What you are asked to do:
Beginning with the line below that contains "use tokio::net::TcpListener;" and ending with the line that contains "app = build_router(AppState::new(manager), &config.rate_limit);", copy every line exactly. Copy nothing else.

● ● ●

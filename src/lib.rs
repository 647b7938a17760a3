//! APEX License - license activation and entitlements for the APEX Command Center
//!
//! The crate issues trial licenses, validates keys, tracks which license is
//! bound to this installation, and tells the UI which premium features are
//! unlocked.
//!
//! # Features
//!
//! - `server` - HTTP surface (axum handlers, router). Enabled by default.
//! - `sqlite` - Durable SQLite store. Enabled by default.
//! - `admin-api` - License revocation endpoint.
//! - `rate-limiting` - Per-IP limits on trial issuance and activation.
//!
//! # Example
//!
//! ```rust,no_run
//! use std::sync::Arc;
//! use apex_license::activation::ActivationManager;
//! use apex_license::clock::SystemClock;
//! use apex_license::config::ApexConfig;
//! use apex_license::store::LicenseStore;
//!
//! # async fn demo() -> apex_license::errors::LicenseResult<()> {
//! let config = ApexConfig::default();
//! let manager = ActivationManager::new(
//!     Arc::new(LicenseStore::memory()),
//!     &config,
//!     Arc::new(SystemClock),
//! );
//!
//! let trial = manager.generate_trial("ops@example.com", 7).await?;
//! manager.activate(&trial.license_key, "ops@example.com").await?;
//! assert!(manager.is_unlocked("premium-feature").await?);
//! # Ok(())
//! # }
//! ```

pub mod activation;
pub mod clock;
pub mod config;
pub mod errors;
pub mod events;
pub mod features;
pub mod issuer;
pub mod license;
pub mod license_key;
pub mod store;
pub mod validation;
pub mod validator;

// Server-related modules (requires "server" feature)
#[cfg(feature = "server")]
#[path = "server/mod.rs"]
pub mod server;
//! Structured logging of license state changes.

use tracing::{info, info_span, warn};

/// License state change event types.
#[derive(Debug, Clone, Copy, PartialEq, Eq)]
pub enum LicenseEvent {
    /// License was issued
    Issued,
    /// License was bound to this installation
    Activated,
    /// License was released from this installation
    Deactivated,
    /// License passed its expiry date
    Expired,
    /// License was revoked by an administrator
    Revoked,
    /// A key was presented and refused
    ValidationFailed,
}

impl std::fmt::Display for LicenseEvent {
    fn fmt(&self, f: &mut std::fmt::Formatter<'_>) -> std::fmt::Result {
        let s = match self {
            LicenseEvent::Issued => "issued",
            LicenseEvent::Activated => "activated",
            LicenseEvent::Deactivated => "deactivated",
            LicenseEvent::Expired => "expired",
            LicenseEvent::Revoked => "revoked",
            LicenseEvent::ValidationFailed => "validation_failed",
        };
        write!(f, "{}", s)
    }
}

/// Log a license state change event.
///
/// Failed validations are logged at `warn`, everything else at `info`.
pub fn log_license_event(event: LicenseEvent, license_key: &str, details: Option<&str>) {
    let span = info_span!(
        "license_event",
        event = %event,
        license_key = %license_key,
    );
    let _enter = span.enter();

    match (event, details) {
        (LicenseEvent::ValidationFailed, Some(d)) => warn!(reason = %d, "License event occurred"),
        (LicenseEvent::ValidationFailed, None) => warn!("License event occurred"),
        (_, Some(d)) => info!(details = %d, "License event occurred"),
        (_, None) => info!("License event occurred"),
    }
}

#[cfg(test)]
mod tests {
    use super::*;

    #[test]
    fn event_names_are_snake_case() {
        assert_eq!(LicenseEvent::ValidationFailed.to_string(), "validation_failed");
        assert_eq!(LicenseEvent::Activated.to_string(), "activated");
    }

    #[test]
    fn logging_without_subscriber_is_harmless() {
        log_license_event(LicenseEvent::Revoked, "WARP-TEST", Some("chargeback"));
        log_license_event(LicenseEvent::ValidationFailed, "WARP-TEST", None);
    }
}
//! License key generation and validation.
//!
//! Keys are human-readable tokens in the format `PREFIX-XXXX-XXXX-XXXX-XXXX`.
//!
//! # Grammar
//!
//! - `PREFIX` is configured (default `WARP`)
//! - The number of segments and their length are configured (default 4 x 4)
//! - Segment characters come from an alphabet without the ambiguous `0 O I L 1`
//! - The final character of the last segment is a check character over all
//!   preceding segment characters, so typos and invented keys are rejected
//!   without touching the store
//!
//! # Example
//!
//! ```rust
//! use apex_license::license_key::{generate_license_key, validate_license_key_format, LicenseKeyConfig};
//!
//! let config = LicenseKeyConfig::default();
//! let key = generate_license_key(&config);
//! assert!(validate_license_key_format(&key, &config));
//! assert!(!validate_license_key_format("WARP-FAKE-INVALID-LICENSE-KEY-DEMO", &config));
//! ```

use rand::Rng;

use crate::config::LicenseConfig;
use crate::errors::{LicenseError, LicenseResult};

/// Character set for license key generation.
/// Excludes ambiguous characters: 0, O, I, L, 1
const LICENSE_KEY_CHARSET: &[u8] = b"23456789ABCDEFGHJKMNPQRSTUVWXYZ";

/// Configuration for license key generation.
#[derive(Debug, Clone, PartialEq, Eq)]
pub struct LicenseKeyConfig {
    /// Prefix for the license key (e.g., "WARP")
    pub prefix: String,
    /// Number of segments after the prefix
    pub segments: u8,
    /// Length of each segment
    pub segment_length: u8,
}

impl Default for LicenseKeyConfig {
    fn default() -> Self {
        Self {
            prefix: "WARP".to_string(),
            segments: 4,
            segment_length: 4,
        }
    }
}

impl From<&LicenseConfig> for LicenseKeyConfig {
    fn from(config: &LicenseConfig) -> Self {
        Self {
            prefix: config.key_prefix.clone(),
            segments: config.key_segments,
            segment_length: config.key_segment_length,
        }
    }
}

impl LicenseKeyConfig {
    fn body_len(&self) -> usize {
        usize::from(self.segments) * usize::from(self.segment_length)
    }
}

fn charset_index(ch: u8) -> Option<usize> {
    LICENSE_KEY_CHARSET.iter().position(|&c| c == ch)
}

/// Compute the check character for the given payload characters.
///
/// Weighted sum of alphabet indices (weight = 1-based position), reduced
/// modulo the alphabet size. Returns `None` if a character is outside the
/// alphabet.
fn check_character(payload: &[u8]) -> Option<u8> {
    let mut sum = 0usize;
    for (pos, &ch) in payload.iter().enumerate() {
        sum += (pos + 1) * charset_index(ch)?;
    }
    Some(LICENSE_KEY_CHARSET[sum % LICENSE_KEY_CHARSET.len()])
}

/// Generate a license key with the given configuration.
///
/// The last character of the final segment is the check character.
pub fn generate_license_key(config: &LicenseKeyConfig) -> String {
    let mut rng = rand::rng();
    let body_len = config.body_len();

    let mut body: Vec<u8> = (0..body_len.saturating_sub(1))
        .map(|_| LICENSE_KEY_CHARSET[rng.random_range(0..LICENSE_KEY_CHARSET.len())])
        .collect();
    // Every payload byte was drawn from the charset, so a check character always exists.
    if let Some(check) = check_character(&body) {
        body.push(check);
    }

    let segments: Vec<String> = body
        .chunks(usize::from(config.segment_length))
        .map(|chunk| chunk.iter().map(|&b| b as char).collect())
        .collect();

    format!("{}-{}", config.prefix, segments.join("-"))
}

/// Validate that a license key matches the expected grammar.
///
/// This validates:
/// - The key starts with the expected prefix
/// - The key has the correct number of segments
/// - Each segment has the correct length
/// - All characters in segments are from the valid character set
/// - The trailing check character matches
pub fn validate_license_key_format(key: &str, config: &LicenseKeyConfig) -> bool {
    let parts: Vec<&str> = key.split('-').collect();

    if parts.len() != 1 + usize::from(config.segments) || parts[0] != config.prefix {
        return false;
    }

    let mut body: Vec<u8> = Vec::with_capacity(config.body_len());
    for segment in &parts[1..] {
        if segment.len() != usize::from(config.segment_length) {
            return false;
        }
        for &ch in segment.as_bytes() {
            if charset_index(ch).is_none() {
                return false;
            }
            body.push(ch);
        }
    }

    match body.split_last() {
        Some((&check, payload)) => check_character(payload) == Some(check),
        None => false,
    }
}

/// Generate a license key and claim it.
///
/// `try_claim` is called with each candidate and returns `true` once the key
/// has been reserved (typically by an insert that fails on duplicates).
/// Candidates are drawn up to `max_retries` times before giving up.
pub async fn generate_unique_license_key<F, Fut>(
    config: &LicenseKeyConfig,
    try_claim: F,
    max_retries: u32,
) -> LicenseResult<String>
where
    F: Fn(String) -> Fut,
    Fut: std::future::Future<Output = LicenseResult<bool>>,
{
    for _ in 0..max_retries {
        let key = generate_license_key(config);
        if try_claim(key.clone()).await? {
            return Ok(key);
        }
    }

    Err(LicenseError::ServerError(format!(
        "failed to generate unique license key after {max_retries} attempts"
    )))
}

#[cfg(test)]
mod tests {
    use super::*;

    /// Build a key with a correct check character from a 15-character payload.
    fn key_from_payload(payload: &str) -> String {
        let check = check_character(payload.as_bytes()).unwrap() as char;
        let body = format!("{payload}{check}");
        format!(
            "WARP-{}-{}-{}-{}",
            &body[0..4],
            &body[4..8],
            &body[8..12],
            &body[12..16]
        )
    }

    #[test]
    fn generate_key_has_correct_format() {
        let config = LicenseKeyConfig::default();
        let key = generate_license_key(&config);

        assert!(key.starts_with("WARP-"));
        let parts: Vec<&str> = key.split('-').collect();
        assert_eq!(parts.len(), 5);
        for segment in &parts[1..] {
            assert_eq!(segment.len(), 4);
        }
    }

    #[test]
    fn generate_key_excludes_ambiguous_characters() {
        let config = LicenseKeyConfig::default();
        for _ in 0..100 {
            let key = generate_license_key(&config);
            for segment in key.split('-').skip(1) {
                for banned in ['0', 'O', 'I', 'L', '1'] {
                    assert!(!segment.contains(banned), "{banned} in {segment}");
                }
            }
        }
    }

    #[test]
    fn generated_keys_pass_validation() {
        let config = LicenseKeyConfig::default();
        for _ in 0..200 {
            let key = generate_license_key(&config);
            assert!(validate_license_key_format(&key, &config), "{key}");
        }
    }

    #[test]
    fn generate_key_with_custom_config() {
        let config = LicenseKeyConfig {
            prefix: "APEX".to_string(),
            segments: 3,
            segment_length: 5,
        };
        let key = generate_license_key(&config);

        assert!(key.starts_with("APEX-"));
        let parts: Vec<&str> = key.split('-').collect();
        assert_eq!(parts.len(), 4);
        assert!(validate_license_key_format(&key, &config));
    }

    #[test]
    fn validate_accepts_hand_built_key() {
        let config = LicenseKeyConfig::default();
        let key = key_from_payload("A2B3C4D5E6F7G8H");
        assert!(validate_license_key_format(&key, &config));
    }

    #[test]
    fn validate_rejects_bad_check_character() {
        let config = LicenseKeyConfig::default();
        let key = key_from_payload("A2B3C4D5E6F7G8H");
        let last = key.chars().last().unwrap();
        let replacement = if last == 'Z' { 'Y' } else { 'Z' };
        let tampered = format!("{}{}", &key[..key.len() - 1], replacement);
        assert!(!validate_license_key_format(&tampered, &config));
    }

    #[test]
    fn validate_rejects_demo_key() {
        let config = LicenseKeyConfig::default();
        assert!(!validate_license_key_format(
            "WARP-FAKE-INVALID-LICENSE-KEY-DEMO",
            &config
        ));
    }

    #[test]
    fn validate_rejects_wrong_prefix() {
        let config = LicenseKeyConfig::default();
        let key = key_from_payload("A2B3C4D5E6F7G8H").replacen("WARP", "WRONG", 1);
        assert!(!validate_license_key_format(&key, &config));
    }

    #[test]
    fn validate_rejects_wrong_segment_count_and_length() {
        let config = LicenseKeyConfig::default();
        assert!(!validate_license_key_format("WARP-A2B3-C4D5", &config));
        assert!(!validate_license_key_format("WARP-A2-C4D5-E6F7-G8H9", &config));
        assert!(!validate_license_key_format("WARP", &config));
        assert!(!validate_license_key_format("", &config));
    }

    #[test]
    fn validate_rejects_lowercase_and_excluded_characters() {
        let config = LicenseKeyConfig::default();
        let key = key_from_payload("A2B3C4D5E6F7G8H");
        assert!(!validate_license_key_format(&key.to_lowercase(), &config));
        assert!(!validate_license_key_format("WARP-A0B3-C4D5-E6F7-G8H9", &config));
    }

    #[tokio::test]
    async fn unique_key_generation_gives_up_after_retries() {
        let config = LicenseKeyConfig::default();
        let result = generate_unique_license_key(&config, |_| async { Ok(false) }, 3).await;
        assert!(matches!(result, Err(LicenseError::ServerError(_))));

        let key = generate_unique_license_key(&config, |_| async { Ok(true) }, 3)
            .await
            .unwrap();
        assert!(validate_license_key_format(&key, &config));
    }
}
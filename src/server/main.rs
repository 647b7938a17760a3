use std::net::SocketAddr;
use std::sync::Arc;

use tokio::net::TcpListener;
use tracing::{error, info};

use apex_license::activation::ActivationManager;
use apex_license::clock::SystemClock;
use apex_license::config::{get_config, ApexConfig};
use apex_license::errors::{LicenseError, LicenseResult};
use apex_license::server::{build_router, AppState};
use apex_license::store::LicenseStore;

fn init_tracing(config: &ApexConfig) {
    if !config.logging.enabled {
        return;
    }
    let level = config
        .logging
        .level
        .parse::<tracing::Level>()
        .unwrap_or(tracing::Level::INFO);
    tracing_subscriber::fmt().with_max_level(level).init();
}

async fn shutdown_signal() {
    if let Err(e) = tokio::signal::ctrl_c().await {
        error!("Failed to listen for shutdown signal: {e}");
    }
    info!("Shutdown signal received");
}

async fn run() -> LicenseResult<()> {
    let config = get_config()?;
    init_tracing(config);

    let store = LicenseStore::connect(&config.database).await?;
    let manager = Arc::new(ActivationManager::new(
        store,
        config,
        Arc::new(SystemClock),
    ));
    let app = build_router(AppState::new(manager), &config.rate_limit);

    let addr = format!("{}:{}", config.server.host, config.server.port);
    let listener = TcpListener::bind(&addr)
        .await
        .map_err(|e| LicenseError::ServerError(format!("failed to bind {addr}: {e}")))?;
    info!("APEX license server listening on http://{addr}");

    axum::serve(
        listener,
        app.into_make_service_with_connect_info::<SocketAddr>(),
    )
    .with_graceful_shutdown(shutdown_signal())
    .await
    .map_err(|e| LicenseError::ServerError(format!("server error: {e}")))
}

#[tokio::main]
async fn main() {
    if let Err(e) = run().await {
        eprintln!("apex_license_server: {e}");
        std::process::exit(1);
    }
}
//! Time source for license decisions.
//!
//! Expiry and activation timestamps are always computed from an injected
//! [`Clock`] so business logic never reads the system clock directly.

use std::fmt;
use std::sync::Mutex;

use chrono::{DateTime, Duration, Utc};

/// Source of the current wall-clock time.
pub trait Clock: Send + Sync + fmt::Debug {
    fn now(&self) -> DateTime<Utc>;
}

/// Production clock backed by the system time.
#[derive(Debug, Clone, Copy, Default)]
pub struct SystemClock;

impl Clock for SystemClock {
    fn now(&self) -> DateTime<Utc> {
        Utc::now()
    }
}

/// A clock that only moves when told to.
///
/// Used by tests to step across expiry boundaries.
#[derive(Debug)]
pub struct ManualClock {
    now: Mutex<DateTime<Utc>>,
}

impl ManualClock {
    pub fn new(start: DateTime<Utc>) -> Self {
        Self {
            now: Mutex::new(start),
        }
    }

    /// Move the clock forward (or backward, for a negative duration).
    pub fn advance(&self, by: Duration) {
        let mut now = self.now.lock().unwrap_or_else(|e| e.into_inner());
        *now += by;
    }

    pub fn set(&self, to: DateTime<Utc>) {
        let mut now = self.now.lock().unwrap_or_else(|e| e.into_inner());
        *now = to;
    }
}

impl Clock for ManualClock {
    fn now(&self) -> DateTime<Utc> {
        *self.now.lock().unwrap_or_else(|e| e.into_inner())
    }
}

● ● ●

Answer area:
use tokio::net::TcpListener;
use tracing::{error, info};

use apex_license::activation::ActivationManager;
use apex_license::clock::SystemClock;
use apex_license::config::{get_config, ApexConfig};
use apex_license::errors::{LicenseError, LicenseResult};
use apex_license::server::{build_router, AppState};
use apex_license::store::LicenseStore;

fn init_tracing(config: &ApexConfig) {
    if !config.logging.enabled {
        return;
    }
    let level = config
        .logging
        .level
        .parse::<tracing::Level>()
        .unwrap_or(tracing::Level::INFO);
    tracing_subscriber::fmt().with_max_level(level).init();
}

async fn shutdown_signal() {
    if let Err(e) = tokio::signal::ctrl_c().await {
        error!("Failed to listen for shutdown signal: {e}");
    }
    info!("Shutdown signal received");
}

async fn run() -> LicenseResult<()> {
    let config = get_config()?;
    init_tracing(config);

    let store = LicenseStore::connect(&config.database).await?;
    let manager = Arc::new(ActivationManager::new(
        store,
        config,
        Arc::new(SystemClock),
    ));
    let app = build_router(AppState::new(manager), &config.rate_limit);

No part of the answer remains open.